All'età di 14 anni, Kate iniziò la scuola alla Missione di San Francesco. Si diplomò alla seconda media. Sposò un nativo americano della nazione Sioux, Henry Knocks, detto Henry Knocks Off Two (letteralmente "Henry ne fa fuori due"). Da questo matrimonio nacque una figlia, Irene. Nel 1912 sposò Phillip Marshall ed ebbe cinque figli.
Nacque quando le ossa di bufalo sbiancavano ancora al sole e visse abbastanza a lungo da vedere lo sbarco sulla Luna.
Katie Roubideaux nacque nel 1890 nella riserva di Rosebud, appena quattordici anni dopo la battaglia di Little Bighorn. Il suo mondo echeggiava ancora delle voci di Toro Seduto, di Coda Chiazzata e di una generazione che aveva conosciuto la libertà a cavallo. Arrivò in una terra ammaccata ma non spezzata, dove le nonne ancora lavoravano con aculei di porcospino e le ninne nanne Lakota aleggiavano sulle pianure come preghiere.

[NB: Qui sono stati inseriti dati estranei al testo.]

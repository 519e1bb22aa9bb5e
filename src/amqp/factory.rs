use crate::amqp::configuration::RabbitMqSettings;
use anyhow::Context;
use lapin::{
    tcp::{AMQPUriTcpExt, NativeTlsConnector},
    uri::{AMQPScheme, AMQPUri},
    Connection, ConnectionProperties,
};
use std::sync::Arc;
use std::time::Duration;

/// Opens connections to a RabbitMq broker, encrypted or not according to the settings.
#[derive(Clone)]
pub struct ConnectionFactory {
    uri: AMQPUri,
    connection_timeout: Duration,
    tls: Option<Arc<Tls>>,
}

struct Tls {
    connector: NativeTlsConnector,
    /// The CN we expect on the server certificate.
    domain: String,
}

impl Tls {
    fn from_settings(settings: &RabbitMqSettings) -> Result<Option<Self>, anyhow::Error> {
        let Some(tls) = &settings.tls else {
            return Ok(None);
        };
        let mut builder = NativeTlsConnector::builder();
        if let Some(certificate) = tls.ca_certificate_chain()? {
            builder.add_root_certificate(certificate);
        }
        let connector = builder
            .build()
            .context("Failed to build the TLS connector for RabbitMq.")?;
        Ok(Some(Self {
            connector,
            domain: tls.domain.clone().unwrap_or_else(|| settings.uri.clone()),
        }))
    }
}

impl ConnectionFactory {
    /// It fails if the TLS settings are invalid (e.g. a malformed certificate chain).
    pub fn new_from_config(settings: &RabbitMqSettings) -> Result<Self, anyhow::Error> {
        Ok(Self {
            uri: settings.amqp_uri(),
            connection_timeout: settings.connection_timeout(),
            tls: Tls::from_settings(settings)?.map(Arc::new),
        })
    }

    /// Open a new connection, giving up after the configured connection timeout.
    ///
    /// Failures detected after the handshake are not surfaced here: register a callback with
    /// [`Connection::on_error`] to observe them.
    #[tracing::instrument(name = "rabbitmq_connect", skip(self), fields(host = %self.uri.authority.host))]
    pub async fn new_connection(&self) -> Result<Connection, anyhow::Error> {
        let properties =
            ConnectionProperties::default().with_executor(tokio_executor_trait::Tokio::current());
        let connect = async {
            match &self.tls {
                None => Connection::connect_uri(self.uri.clone(), properties).await,
                Some(tls) => self.connect_with_tls(properties, Arc::clone(tls)).await,
            }
        };
        let connection = tokio::time::timeout(self.connection_timeout, connect)
            .await
            .context("Timed out while connecting to RabbitMq.")??;
        Ok(connection)
    }

    async fn connect_with_tls(
        &self,
        properties: ConnectionProperties,
        tls: Arc<Tls>,
    ) -> Result<Connection, lapin::Error> {
        Connection::connector(
            self.uri.clone(),
            Box::new(move |uri| {
                // Plain TCP first, then the TLS handshake against the expected domain.
                let mut uri = uri.clone();
                uri.scheme = AMQPScheme::AMQP;
                uri.connect()
                    .and_then(|tcp| tcp.into_native_tls(&tls.connector, &tls.domain))
            }),
            properties,
        )
        .await
    }
}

Ma il secolo che seguì non fu clemente.
Katie visse l’epoca dei collegi, quando i bambini nativi venivano strappati alle loro famiglie e privati dei loro nomi, delle loro lingue, delle loro trecce. L’inglese era imposto. Il Lakota era proibito. Eppure, in qualche modo, si aggrappava a questo linguaggio: ogni sillaba era infilata nelle sue ossa come una medicina.

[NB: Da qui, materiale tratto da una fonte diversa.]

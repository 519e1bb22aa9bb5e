//! Settings of the worker, loaded from `configuration/*.yml` and `APP_*` environment variables.
use crate::amqp::configuration::RabbitMqSettings;
use crate::consumers::hooks::transient_error::{NeverRequeue, RequeueUntil};
use crate::consumers::ConsumerTransientErrorHook;
use config::{Config, ConfigError, Environment, File};
use redact::Secret;
use serde::Deserialize;
use serde_aux::field_attributes::deserialize_number_from_string;
use sqlx::postgres::{PgConnectOptions, PgSslMode};
use std::path::Path;
use std::sync::Arc;
use std::time::Duration;

#[derive(Debug, Deserialize, Clone)]
pub struct Settings {
    pub rabbit_mq: RabbitMqSettings,
    pub consumer: ConsumerSettings,
    #[serde(default)]
    pub database: DatabaseSettings,
    #[serde(default)]
    pub telemetry: TelemetrySettings,
}

impl Settings {
    /// Load the settings from the `configuration` directory in the current working directory.
    pub fn load() -> Result<Self, ConfigError> {
        let base_path = std::env::current_dir()
            .map_err(|e| ConfigError::Foreign(Box::new(e)))?;
        Self::new(&base_path, None)
    }

    /// Layer, in order:
    /// - `configuration/base.yml`;
    /// - `configuration/{environment}.yml`, if it exists;
    /// - environment variables with an `APP_` prefix and `__` as separator,
    ///   e.g. `APP_CONSUMER__QUEUE_NAME=results` sets `Settings.consumer.queue_name`.
    ///
    /// The environment falls back to the `APP_ENVIRONMENT` env variable, then to `local`.
    pub fn new(base_path: &Path, environment: Option<String>) -> Result<Self, ConfigError> {
        let s = Config::builder();

        let s = s.add_source(File::from(base_path.join("configuration/base.yml")));

        let environment = environment
            .unwrap_or_else(|| std::env::var("APP_ENVIRONMENT").unwrap_or_else(|_| "local".into()));
        let path = base_path.join(format!("configuration/{}.yml", environment));
        let s = s.add_source(File::from(path).required(false));

        let s = s.add_source(Environment::with_prefix("app").separator("__"));

        s.build()?.try_deserialize()
    }
}

/// Which [`Transport`](crate::transport::Transport) the worker consumes from.
#[derive(Debug, Deserialize, Clone, Copy, PartialEq, Eq, Default)]
#[serde(rename_all = "snake_case")]
pub enum TransportKind {
    #[default]
    Amqp,
    /// An in-process queue nobody publishes to. Handy to boot the worker without a broker.
    Memory,
}

#[derive(Debug, Deserialize, Clone)]
pub struct ConsumerSettings {
    pub queue_name: String,
    #[serde(default)]
    pub transport: TransportKind,
    #[serde(default = "default_prefetch_count")]
    pub prefetch_count: u16,
    #[serde(default = "default_concurrency")]
    pub concurrency: usize,
    #[serde(default = "default_shutdown_grace_period_seconds")]
    pub shutdown_grace_period_seconds: u64,
    /// Declare a durable queue named `queue_name` before consuming from it.
    #[serde(default)]
    pub declare_queue: bool,
    /// The `x-priority` of the consumer.
    pub priority: Option<i32>,
    /// If set, messages failing with a transient error are requeued until they have been
    /// delivered `max_deliveries` times, then dead-lettered.
    /// If unset, they are acknowledged and dropped.
    pub max_deliveries: Option<u64>,
}

fn default_prefetch_count() -> u16 {
    50
}

fn default_concurrency() -> usize {
    10
}

fn default_shutdown_grace_period_seconds() -> u64 {
    30
}

impl ConsumerSettings {
    pub fn shutdown_grace_period(&self) -> Duration {
        Duration::from_secs(self.shutdown_grace_period_seconds)
    }

    pub fn transient_error_hook(&self) -> Arc<dyn ConsumerTransientErrorHook> {
        match self.max_deliveries {
            Some(max_deliveries) => Arc::new(RequeueUntil { max_deliveries }),
            None => Arc::new(NeverRequeue),
        }
    }
}

#[derive(Debug, Deserialize, Clone)]
#[serde(default)]
pub struct DatabaseSettings {
    pub host: String,
    #[serde(deserialize_with = "deserialize_number_from_string")]
    pub port: u16,
    pub username: String,
    pub password: Secret<String>,
    pub database_name: String,
    pub max_connections: u32,
    pub require_ssl: bool,
    /// Keep results in memory instead of writing them to Postgres.
    pub in_memory: bool,
}

impl Default for DatabaseSettings {
    fn default() -> Self {
        Self {
            host: "localhost".into(),
            port: 5432,
            username: "postgres".into(),
            password: "password".to_owned().into(),
            database_name: "count_results".into(),
            max_connections: 10,
            require_ssl: false,
            in_memory: false,
        }
    }
}

impl DatabaseSettings {
    pub fn connect_options(&self) -> PgConnectOptions {
        let ssl_mode = if self.require_ssl {
            PgSslMode::Require
        } else {
            PgSslMode::Prefer
        };
        PgConnectOptions::new()
            .host(&self.host)
            .port(self.port)
            .username(&self.username)
            .password(self.password.expose_secret())
            .database(&self.database_name)
            .ssl_mode(ssl_mode)
    }
}

#[derive(Debug, Deserialize, Clone, Copy, PartialEq, Eq, Default)]
#[serde(rename_all = "snake_case")]
pub enum LogFormat {
    #[default]
    Json,
    Pretty,
}

#[derive(Debug, Deserialize, Clone)]
#[serde(default)]
pub struct TelemetrySettings {
    /// An `EnvFilter` directive. `RUST_LOG`, if set, takes precedence.
    pub level: String,
    pub format: LogFormat,
}

impl Default for TelemetrySettings {
    fn default() -> Self {
        Self {
            level: "info".into(),
            format: LogFormat::Json,
        }
    }
}
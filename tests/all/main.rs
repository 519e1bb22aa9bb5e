mod consumers;
mod helpers;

Vide le cerimonie dichiarate illegali… e poi tornare. Vide il suo popolo ridotto al silenzio… e poi risorgere.
Quando Wounded Knee fu occupata nel 1973, Katie aveva 83 anni. Immaginatela mentre osserva da lontano, vede i guerrieri rimettersi in piedi, sentendo il vecchio battito cardiaco pulsare attraverso nuove voci.

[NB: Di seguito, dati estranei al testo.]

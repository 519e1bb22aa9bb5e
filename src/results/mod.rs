//! The count results domain: what a message carries, how to decode it and where it ends up.
pub use codec::{decode, DecodeError};
pub use handler::{IngestError, ResultHandler};
pub use postgres::PostgresResultStore;
pub use record::ResultRecord;
pub use store::{InMemoryResultStore, PersistenceError, ResultStore};

pub mod codec;
mod handler;
mod postgres;
mod record;
mod store;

Quando morì, nel 1991, aveva vissuto due guerre mondiali, l’invenzione dell’aeroplano, la Grande Depressione, il movimento per i diritti civili e i primi computer che ronzavano nelle aule.
Ma nonostante tutto, rimase Lakota. Non come un ricordo, ma come un respiro, una lingua e un amore tramandati.
Katie Roubideaux non era solo una testimone della storia: era la storia.
Un ponte tra pelli di bisonte e trapunte a forma di stella. Tra i canti accanto al fuoco dei suoi nonni e le storie della buonanotte sussurrate in Lakota oggi. La sua storia ci ricorda che gli anziani non sono solo custodi del sapere: sono il sapere stesso. E se non ci sediamo e non ascoltiamo, perdiamo qualcosa di insostituibile.
Potrebbe non esserci più. Ma in ogni bambino Lakota che pronuncia la sua prima parola, in ogni Danza del Sole che continua, in ogni storia raccontata, Katie cammina ancora al nostro fianco.